Some of this can be solved.  Extend the outer tanks while shortening the center core.  Same total propellant, same total thrust, but now maybe 40% difference in height.  So now you have free propellant transfer to the center core until about 25% of your propellant is depleted, at which point you can shut down the center core.

Now you're flying on two side cores, and not depleting the center core.  Finally, you drop the side cores, relight the center core, and finish the first stage burn.

The downside of this scheme, aside from the extra ignition step, is that you sacrifice thrust, and so IIUC will suffer more gravity losses.

The upside is that you made the x-feed simpler.

It could be that this is just not a good enough trade and so was never used.

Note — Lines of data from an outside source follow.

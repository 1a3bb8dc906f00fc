//! Named states and their payloads.
//!
//! A [`State`] pairs an immutable identity (`id`, `name`) with a mutable
//! [`StateContent`]: a free-form data map plus a [`Metadata`] record.
//! Transition actions only ever see the content, never the identity.

use chrono::{DateTime, Utc};
use serde::{Deserialize, Serialize};
use serde_json::Value;
use std::collections::HashMap;
use std::fmt;
use uuid::Uuid;

/// Process-unique state identifier.
///
/// Backed by a random v4 UUID, so an id is never handed out twice.
#[derive(Clone, Copy, Debug, PartialEq, Eq, Hash, Serialize, Deserialize)]
#[serde(transparent)]
pub struct StateId(Uuid);

impl StateId {
    pub fn new() -> Self {
        Self(Uuid::new_v4())
    }

    pub fn as_uuid(&self) -> &Uuid {
        &self.0
    }
}

impl Default for StateId {
    fn default() -> Self {
        Self::new()
    }
}

impl fmt::Display for StateId {
    fn fmt(&self, f: &mut fmt::Formatter<'_>) -> fmt::Result {
        self.0.fmt(f)
    }
}

/// Auxiliary record attached to every state.
#[derive(Clone, Debug, PartialEq, Serialize, Deserialize)]
pub struct Metadata {
    pub created_at: DateTime<Utc>,
    pub updated_at: DateTime<Utc>,

    /// Free-form annotations written by actions or hosts
    #[serde(default)]
    pub custom_data: HashMap<String, Value>,

    /// Embedding used by similarity search in external stores
    #[serde(default, skip_serializing_if = "Option::is_none")]
    pub embedding: Option<Vec<f32>>,

    /// Context sent to the decision oracle when it chose this state
    #[serde(default, skip_serializing_if = "Option::is_none")]
    pub decision_prompt: Option<String>,

    /// Raw oracle reply that led to this state
    #[serde(default, skip_serializing_if = "Option::is_none")]
    pub decision_response: Option<String>,
}

impl Default for Metadata {
    fn default() -> Self {
        let now = Utc::now();
        Self {
            created_at: now,
            updated_at: now,
            custom_data: HashMap::new(),
            embedding: None,
            decision_prompt: None,
            decision_response: None,
        }
    }
}

impl Metadata {
    /// Bump `updated_at` to now.
    pub fn touch(&mut self) {
        self.updated_at = Utc::now();
    }
}

/// The mutable part of a state.
///
/// Actions receive a staged copy of the current state's content; the copy
/// replaces the original only once the transition commits.
#[derive(Clone, Debug, Default, PartialEq, Serialize, Deserialize)]
pub struct StateContent {
    #[serde(default)]
    pub data: HashMap<String, Value>,
    #[serde(default)]
    pub metadata: Metadata,
}

impl StateContent {
    /// Insert or replace a data entry and touch the metadata.
    pub fn update_data(&mut self, key: impl Into<String>, value: impl Into<Value>) {
        self.data.insert(key.into(), value.into());
        self.metadata.touch();
    }

    /// Insert or replace a `custom_data` annotation and touch the metadata.
    pub fn set_custom(&mut self, key: impl Into<String>, value: impl Into<Value>) {
        self.metadata.custom_data.insert(key.into(), value.into());
        self.metadata.touch();
    }

    /// Record the oracle exchange that selected this state.
    pub fn annotate_decision(&mut self, prompt: Option<String>, response: Option<String>) {
        if prompt.is_none() && response.is_none() {
            return;
        }
        self.metadata.decision_prompt = prompt;
        self.metadata.decision_response = response;
        self.metadata.touch();
    }
}

/// A named node of the state graph.
///
/// `id` and `name` are fixed at construction. Everything else lives in
/// [`StateContent`] and may change as transitions fire.
///
/// # Example
///
/// ```rust
/// use waypoint::core::State;
/// use serde_json::json;
///
/// let state = State::new("Welcome").with_data("message", json!("Hello!"));
///
/// assert_eq!(state.name(), "Welcome");
/// assert_eq!(state.data()["message"], json!("Hello!"));
/// ```
#[derive(Clone, Debug, PartialEq, Serialize, Deserialize)]
pub struct State {
    id: StateId,
    name: String,
    #[serde(flatten)]
    content: StateContent,
}

impl State {
    pub fn new(name: impl Into<String>) -> Self {
        Self {
            id: StateId::new(),
            name: name.into(),
            content: StateContent::default(),
        }
    }

    /// Rebuild a state with a known identity, e.g. when restoring a checkpoint.
    pub fn from_parts(id: StateId, name: impl Into<String>, content: StateContent) -> Self {
        Self {
            id,
            name: name.into(),
            content,
        }
    }

    pub fn with_data(mut self, key: impl Into<String>, value: impl Into<Value>) -> Self {
        self.content.data.insert(key.into(), value.into());
        self
    }

    pub fn with_embedding(mut self, embedding: Vec<f32>) -> Self {
        self.content.metadata.embedding = Some(embedding);
        self
    }

    pub fn id(&self) -> StateId {
        self.id
    }

    pub fn name(&self) -> &str {
        &self.name
    }

    pub fn data(&self) -> &HashMap<String, Value> {
        &self.content.data
    }

    pub fn metadata(&self) -> &Metadata {
        &self.content.metadata
    }

    pub fn content(&self) -> &StateContent {
        &self.content
    }

    pub fn content_mut(&mut self) -> &mut StateContent {
        &mut self.content
    }

    pub(crate) fn replace_content(&mut self, content: StateContent) {
        self.content = content;
    }
}
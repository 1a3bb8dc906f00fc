//! Engine configuration.

use serde::{Deserialize, Serialize};

/// Tunables for the resolution engine.
///
/// Deserializable so hosts can keep it alongside their own settings.
#[derive(Clone, Debug, PartialEq, Eq, Serialize, Deserialize)]
#[serde(default)]
pub struct EngineConfig {
    /// Consult the decision fallback when no guard matches
    pub consult_fallback: bool,

    /// Copy the fallback's prompt/response into the metadata of the state it picked
    pub annotate_decisions: bool,
}

impl Default for EngineConfig {
    fn default() -> Self {
        Self {
            consult_fallback: true,
            annotate_decisions: true,
        }
    }
}
//! Transition resolution.
//!
//! This module turns the core data model into a running machine:
//!
//! - [`Transition`]s grouped per source in a [`TransitionIndex`]
//! - [`StateMachine`], which resolves a stimulus to at most one move,
//!   runs its action, and records history
//! - [`DecisionFallback`], the advisory hook consulted when no guard matches
//!
//! Resolution is first-match-wins in registration order. A call either
//! advances exactly one edge with its action fully applied, or changes
//! nothing.

mod config;
mod error;
mod fallback;
mod machine;
mod transition;
mod wiring;

pub use config::EngineConfig;
pub use error::MachineError;
pub use fallback::{Candidate, Decision, DecisionFallback, DecisionRequest};
pub use machine::{StateMachine, StayReason, TransitionOutcome};
pub use transition::{Transition, TransitionIndex};
pub use wiring::WiringIssue;

pub(crate) use wiring::describe as describe_wiring;
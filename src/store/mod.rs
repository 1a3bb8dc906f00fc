//! Persistence backends for checkpoints.
//!
//! A [`MachineStore`] keeps one [`Checkpoint`] per machine name and can rank
//! saved states by embedding similarity.

mod file;
mod memory;

pub use file::JsonFileStore;
pub use memory::InMemoryStore;

use crate::checkpoint::{Checkpoint, CheckpointError};
use crate::core::StateId;
use std::cmp::Ordering;
use thiserror::Error;

/// Errors raised by store backends.
#[derive(Debug, Error)]
pub enum StoreError {
    #[error("Store I/O failed: {0}")]
    Io(#[from] std::io::Error),

    #[error(transparent)]
    Checkpoint(#[from] CheckpointError),

    #[error("Invalid machine name '{0}'")]
    InvalidName(String),
}

/// One similarity hit.
#[derive(Clone, Debug, PartialEq)]
pub struct SimilarState {
    pub state_id: StateId,
    pub machine: String,
    pub state_name: String,
    /// Cosine similarity in `[-1, 1]`
    pub score: f32,
}

/// Where checkpoints live.
pub trait MachineStore: Send + Sync {
    /// Save, replacing any checkpoint stored under the same machine name.
    fn save(&self, checkpoint: &Checkpoint) -> Result<(), StoreError>;

    /// Load the checkpoint saved under `machine`, if any.
    fn load(&self, machine: &str) -> Result<Option<Checkpoint>, StoreError>;

    /// Saved states closest to `query`, best first. States without an
    /// embedding, or with one of a different length, are skipped.
    fn search_similar(&self, query: &[f32], top_k: usize)
        -> Result<Vec<SimilarState>, StoreError>;
}

/// Cosine similarity, or `None` when lengths differ or a vector is zero.
pub fn cosine_similarity(a: &[f32], b: &[f32]) -> Option<f32> {
    if a.len() != b.len() || a.is_empty() {
        return None;
    }
    let dot: f32 = a.iter().zip(b).map(|(x, y)| x * y).sum();
    let norm_a = a.iter().map(|x| x * x).sum::<f32>().sqrt();
    let norm_b = b.iter().map(|x| x * x).sum::<f32>().sqrt();
    if norm_a == 0.0 || norm_b == 0.0 {
        return None;
    }
    Some(dot / (norm_a * norm_b))
}

/// Score every embedded state in `checkpoints` and keep the best `top_k`.
pub(crate) fn rank_states<'a, I>(checkpoints: I, query: &[f32], top_k: usize) -> Vec<SimilarState>
where
    I: IntoIterator<Item = &'a Checkpoint>,
{
    let mut hits: Vec<SimilarState> = checkpoints
        .into_iter()
        .flat_map(|checkpoint| {
            checkpoint.states.iter().filter_map(move |state| {
                let embedding = state.metadata().embedding.as_deref()?;
                let score = cosine_similarity(query, embedding)?;
                Some(SimilarState {
                    state_id: state.id(),
                    machine: checkpoint.name.clone(),
                    state_name: state.name().to_string(),
                    score,
                })
            })
        })
        .collect();

    hits.sort_by(|a, b| b.score.partial_cmp(&a.score).unwrap_or(Ordering::Equal));
    hits.truncate(top_k);
    hits
}

#[cfg(test)]
mod tests {
    use super::*;

    #[test]
    fn cosine_of_identical_vectors_is_one() {
        let score = cosine_similarity(&[1.0, 2.0, 3.0], &[1.0, 2.0, 3.0]).unwrap();

        assert!((score - 1.0).abs() < 1e-6);
    }

    #[test]
    fn cosine_of_orthogonal_vectors_is_zero() {
        let score = cosine_similarity(&[1.0, 0.0], &[0.0, 1.0]).unwrap();

        assert!(score.abs() < 1e-6);
    }

    #[test]
    fn cosine_rejects_mismatched_or_zero_vectors() {
        assert!(cosine_similarity(&[1.0], &[1.0, 0.0]).is_none());
        assert!(cosine_similarity(&[0.0, 0.0], &[1.0, 0.0]).is_none());
        assert!(cosine_similarity(&[], &[]).is_none());
    }
}
//! Advisory decision fallback.
//!
//! When no guard matches, the engine may ask a [`DecisionFallback`] to pick
//! one of the declared outgoing transitions. The fallback can only choose
//! among targets it was offered; anything else is treated as no decision.

use crate::core::MachineSnapshot;

/// One outgoing transition offered to the fallback.
#[derive(Clone, Copy, Debug, PartialEq, Eq)]
pub struct Candidate<'a> {
    /// Position within the source bucket
    pub index: usize,
    pub to_state: &'a str,
    /// Whether the transition carries a guard (which, here, did not match)
    pub guarded: bool,
}

/// Everything a fallback gets to look at.
#[derive(Clone, Debug)]
pub struct DecisionRequest<'a> {
    pub stimulus: &'a str,
    pub snapshot: MachineSnapshot<'a>,
    pub candidates: Vec<Candidate<'a>>,
}

impl<'a> DecisionRequest<'a> {
    pub fn current_state(&self) -> &'a str {
        self.snapshot.current_name()
    }

    /// Distinct target names, in registration order.
    pub fn targets(&self) -> Vec<&'a str> {
        let mut targets: Vec<&'a str> = Vec::with_capacity(self.candidates.len());
        for candidate in &self.candidates {
            if !targets.contains(&candidate.to_state) {
                targets.push(candidate.to_state);
            }
        }
        targets
    }

    /// First candidate leading to `target`, if any.
    pub fn candidate_for(&self, target: &str) -> Option<&Candidate<'a>> {
        self.candidates.iter().find(|c| c.to_state == target)
    }
}

/// A fallback's pick, with the exchange that produced it.
#[derive(Clone, Debug, PartialEq, Eq)]
pub struct Decision {
    pub to_state: String,
    pub prompt: Option<String>,
    pub response: Option<String>,
}

impl Decision {
    pub fn to(to_state: impl Into<String>) -> Self {
        Self {
            to_state: to_state.into(),
            prompt: None,
            response: None,
        }
    }

    /// Attach the prompt/response pair so the engine can annotate the target state.
    pub fn with_exchange(mut self, prompt: impl Into<String>, response: impl Into<String>) -> Self {
        self.prompt = Some(prompt.into());
        self.response = Some(response.into());
        self
    }
}

/// Consulted when no candidate guard matches.
///
/// Implementations may perform external I/O but must not reach back into
/// the machine. Returning `None` means "no decision" and leaves the
/// machine where it is.
pub trait DecisionFallback: Send + Sync {
    fn decide(&self, request: &DecisionRequest<'_>) -> Option<Decision>;
}

impl<F> DecisionFallback for F
where
    F: Fn(&DecisionRequest<'_>) -> Option<Decision> + Send + Sync,
{
    fn decide(&self, request: &DecisionRequest<'_>) -> Option<Decision> {
        self(request)
    }
}
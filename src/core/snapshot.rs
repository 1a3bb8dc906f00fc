//! Read-only views handed to guards and actions.

use super::history::HistoryEntry;
use super::state::State;

/// Borrowed, read-only view of a machine at resolution time.
///
/// Guards and actions get this instead of the machine itself, so they can
/// inspect where the machine is and how it got there but cannot move it.
#[derive(Clone, Copy, Debug)]
pub struct MachineSnapshot<'a> {
    machine: &'a str,
    current: &'a State,
    history: &'a [HistoryEntry],
}

impl<'a> MachineSnapshot<'a> {
    pub fn new(machine: &'a str, current: &'a State, history: &'a [HistoryEntry]) -> Self {
        Self {
            machine,
            current,
            history,
        }
    }

    /// Name of the machine being resolved.
    pub fn machine(&self) -> &'a str {
        self.machine
    }

    pub fn current_state(&self) -> &'a State {
        self.current
    }

    pub fn current_name(&self) -> &'a str {
        self.current.name()
    }

    pub fn history(&self) -> &'a [HistoryEntry] {
        self.history
    }

    /// The `n` most recent history entries, oldest first.
    pub fn recent(&self, n: usize) -> &'a [HistoryEntry] {
        let start = self.history.len().saturating_sub(n);
        &self.history[start..]
    }

    /// Whether `name` has been visited at any point in the recorded history.
    pub fn visited(&self, name: &str) -> bool {
        self.history.iter().any(|entry| entry.state == name)
    }
}

#[cfg(test)]
mod tests {
    use super::*;
    use crate::core::history::{EntryOrigin, StateHistory};

    #[test]
    fn recent_clamps_to_available_history() {
        let current = State::new("C");
        let mut history = StateHistory::seeded("A");
        history.record("B", EntryOrigin::Guard { index: 0 });
        history.record("C", EntryOrigin::Guard { index: 0 });

        let snapshot = MachineSnapshot::new("m", &current, history.entries());

        assert_eq!(snapshot.recent(2).len(), 2);
        assert_eq!(snapshot.recent(2)[0].state, "B");
        assert_eq!(snapshot.recent(10).len(), 3);
        assert!(snapshot.visited("A"));
        assert!(!snapshot.visited("Z"));
        assert_eq!(snapshot.current_name(), "C");
    }
}
//! Customer Support Agent
//!
//! This example walks a support conversation through a state machine.
//!
//! Key concepts:
//! - Keyword guards route free-text messages to topics
//! - An oracle fallback handles messages no guard recognises
//! - Rollback undoes a wrong turn
//! - Checkpoints persist the conversation between sessions
//!
//! Run with: cargo run --example customer_support

use waypoint::builder::StateMachineBuilder;
use waypoint::core::{ContainsAny, MachineSnapshot, OneOf, State, StateContent};
use waypoint::engine::{StateMachine, Transition};
use waypoint::oracle::{DecisionPrompt, OracleError, OracleFallback, Suggestion};
use waypoint::render::to_dot;
use waypoint::store::{InMemoryStore, MachineStore};

/// Stand-in for a language model: picks returns for anything about damage.
fn keyword_oracle(prompt: &DecisionPrompt) -> Result<Suggestion, OracleError> {
    let text = prompt.stimulus.to_lowercase();
    if text.contains("broken") || text.contains("damaged") {
        Ok(Suggestion::Text(
            r#"{"next_state": "ReturnsAndRefunds"}"#.to_string(),
        ))
    } else {
        Ok(Suggestion::Abstain)
    }
}

fn build_agent() -> StateMachine {
    let topics = ["OrderTracking", "ReturnsAndRefunds", "ProductInquiry"];

    let mut builder = StateMachineBuilder::new()
        .name("customer-support")
        .states(
            [
                "Welcome",
                "MainMenu",
                "OrderTracking",
                "ReturnsAndRefunds",
                "ProductInquiry",
                "Goodbye",
            ]
            .into_iter()
            .map(State::new),
        )
        .transition(Transition::new("Welcome", "MainMenu"))
        .transition(
            Transition::new("MainMenu", "OrderTracking")
                .guarded_by(ContainsAny::new(["track", "where is my order"]))
                .then(|_: &MachineSnapshot<'_>, content: &mut StateContent| {
                    content.update_data("last_topic", "orders");
                    Ok(())
                }),
        )
        .transition(
            Transition::new("MainMenu", "ReturnsAndRefunds")
                .guarded_by(ContainsAny::new(["return", "refund"])),
        )
        .transition(
            Transition::new("MainMenu", "ProductInquiry")
                .guarded_by(ContainsAny::new(["product", "price", "stock"])),
        )
        .transition(
            Transition::new("MainMenu", "Goodbye").guarded_by(OneOf::new(["bye", "exit", "quit"])),
        );

    for topic in topics {
        builder = builder
            .transition(Transition::new(topic, "MainMenu").guarded_by(OneOf::new(["menu", "back"])))
            .transition(Transition::new(topic, "Goodbye").guarded_by(OneOf::new(["bye", "exit"])));
    }

    builder
        .fallback(OracleFallback::new(keyword_oracle))
        .build()
        .unwrap()
}

fn main() {
    println!("=== Customer Support Example ===\n");

    let mut agent = build_agent();
    println!("Agent '{}' starts in {:?}\n", agent.name(), agent.current_name());

    let messages = [
        "Hello!",
        "Where is my order?",
        "back",
        "My kettle arrived broken",
        "menu",
        "what's the weather?",
    ];

    for message in messages {
        match agent.trigger_transition(message) {
            Ok(outcome) if outcome.is_moved() => {
                println!("{message:>28}  ->  {:?}", outcome.target().unwrap_or_default());
            }
            Ok(outcome) => println!("{message:>28}  ->  stayed ({outcome:?})"),
            Err(err) => println!("{message:>28}  ->  error: {err}"),
        }
    }

    println!("\nHistory: {}", agent.history().names().join(" -> "));

    // Undo the last move
    let previous = agent.move_to_previous_state().unwrap();
    println!("Rolled back to: {}", previous.name());

    // Persist and resume
    let store = InMemoryStore::new();
    store.save(&agent.checkpoint().unwrap()).unwrap();
    let saved = store.load(agent.name()).unwrap().unwrap();
    let resumed = StateMachine::restore(saved).unwrap();
    println!(
        "Resumed '{}' in {:?} with {} history entries",
        resumed.name(),
        resumed.current_name(),
        resumed.history().len()
    );

    println!("\nGraphviz:\n{}", to_dot(&agent));

    println!("=== Example Complete ===");
}
//! Graphviz rendering of a machine's state graph.

use crate::engine::StateMachine;
use std::fmt::Write;

/// Emit the machine as a DOT digraph.
///
/// Nodes are sorted by name; edges follow registration order. The current
/// state is drawn bold, and guarded transitions dashed. Transitions to
/// states that are not registered still produce an edge, so dangling wiring
/// is visible in the picture.
///
/// # Example
///
/// ```rust
/// use waypoint::core::State;
/// use waypoint::engine::{StateMachine, Transition};
/// use waypoint::render::to_dot;
///
/// let mut machine = StateMachine::with_initial("demo", State::new("A"));
/// machine.add_state(State::new("B")).unwrap();
/// machine.add_transition(Transition::new("A", "B"));
///
/// let dot = to_dot(&machine);
/// assert!(dot.starts_with("digraph \"demo\" {"));
/// assert!(dot.contains("\"A\" -> \"B\";"));
/// ```
pub fn to_dot(machine: &StateMachine) -> String {
    let mut out = String::new();
    let current = machine.current_name();

    let _ = writeln!(out, "digraph {} {{", quote(machine.name()));
    for name in machine.state_names() {
        if Some(name) == current {
            let _ = writeln!(out, "    {} [style=bold];", quote(name));
        } else {
            let _ = writeln!(out, "    {};", quote(name));
        }
    }
    for transition in machine.transitions().iter() {
        let style = if transition.guard().is_some() {
            " [style=dashed]"
        } else {
            ""
        };
        let _ = writeln!(
            out,
            "    {} -> {}{};",
            quote(transition.from_state()),
            quote(transition.to_state()),
            style
        );
    }
    out.push_str("}\n");
    out
}

fn quote(id: &str) -> String {
    format!("\"{}\"", id.replace('\\', "\\\\").replace('"', "\\\""))
}

#[cfg(test)]
mod tests {
    use super::*;
    use crate::core::State;
    use crate::engine::Transition;

    #[test]
    fn renders_nodes_and_edges() {
        let mut machine = StateMachine::with_initial("support", State::new("Welcome"));
        machine.add_state(State::new("MainMenu")).unwrap();
        machine.add_state(State::new("Goodbye")).unwrap();
        machine.add_transition(Transition::new("Welcome", "MainMenu"));
        machine.add_transition(Transition::new("MainMenu", "Goodbye").when(|i, _| i == "exit"));

        let dot = to_dot(&machine);

        let expected = "digraph \"support\" {\n\
                        \x20   \"Goodbye\";\n\
                        \x20   \"MainMenu\";\n\
                        \x20   \"Welcome\" [style=bold];\n\
                        \x20   \"Welcome\" -> \"MainMenu\";\n\
                        \x20   \"MainMenu\" -> \"Goodbye\" [style=dashed];\n\
                        }\n";
        assert_eq!(dot, expected);
    }

    #[test]
    fn quotes_are_escaped() {
        let machine = StateMachine::with_initial("say \"hi\"", State::new("A"));

        assert!(to_dot(&machine).starts_with("digraph \"say \\\"hi\\\"\" {"));
    }
}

If the tanks are simply connected with NO VALVING you won't be able to shut down the center engines and preserve the center booster fuel supply -- because they are all connected!

If you have valving, then it'll be better to simply switch the center engines' fuel supply between the center and side tanks.

[Jorge]

How did they do the cross feed on the space shuttle? H2...

and O2

... from the external tank to the engines was like cross feed.

Critical distinction: on the shuttle, MECO was prior to ET sep, so ET sep was not performed under acceleration, nor did they have to restart engines after ET sep.

[Jim]

http://forum.nasaspaceflight.com/index.php?topic=28424.msg876160#msg876160

[meekGee]

If the tanks are simply connected with NO VALVING you won't be able to shut down the center engines and preserve the center booster fuel supply -- because they are all connected!

If you have valving, then it'll be better to simply switch the center engines' fuel supply between the center and side tanks.

Yes I was not implying no valving...  Was trying to separate the x-feed valving from the engine block, since the x-connect can be higher.  But I think at the end the complexity savings are not that great, so nevermind.

[aero]

If the tanks are simply connected with NO VALVING you won't be able to shut down the center engines and preserve the center booster fuel supply -- because they are all connected!

If you have valving, then it'll be better to simply switch the center engines' fuel supply between the center and side tanks.

Yes I was not implying no valving...  Was trying to separate the x-feed valving from the engine block, since the x-connect can be higher.  But I think at the end the complexity savings are not that great, so nevermind.

A point. Cross feed, tank to tank requires two pipes and two valves. Cross feed tank to engine requires a number (nine?) pipes and valves. There is a mass and complexity trade in there somewhere, not to mention space for pipe runs.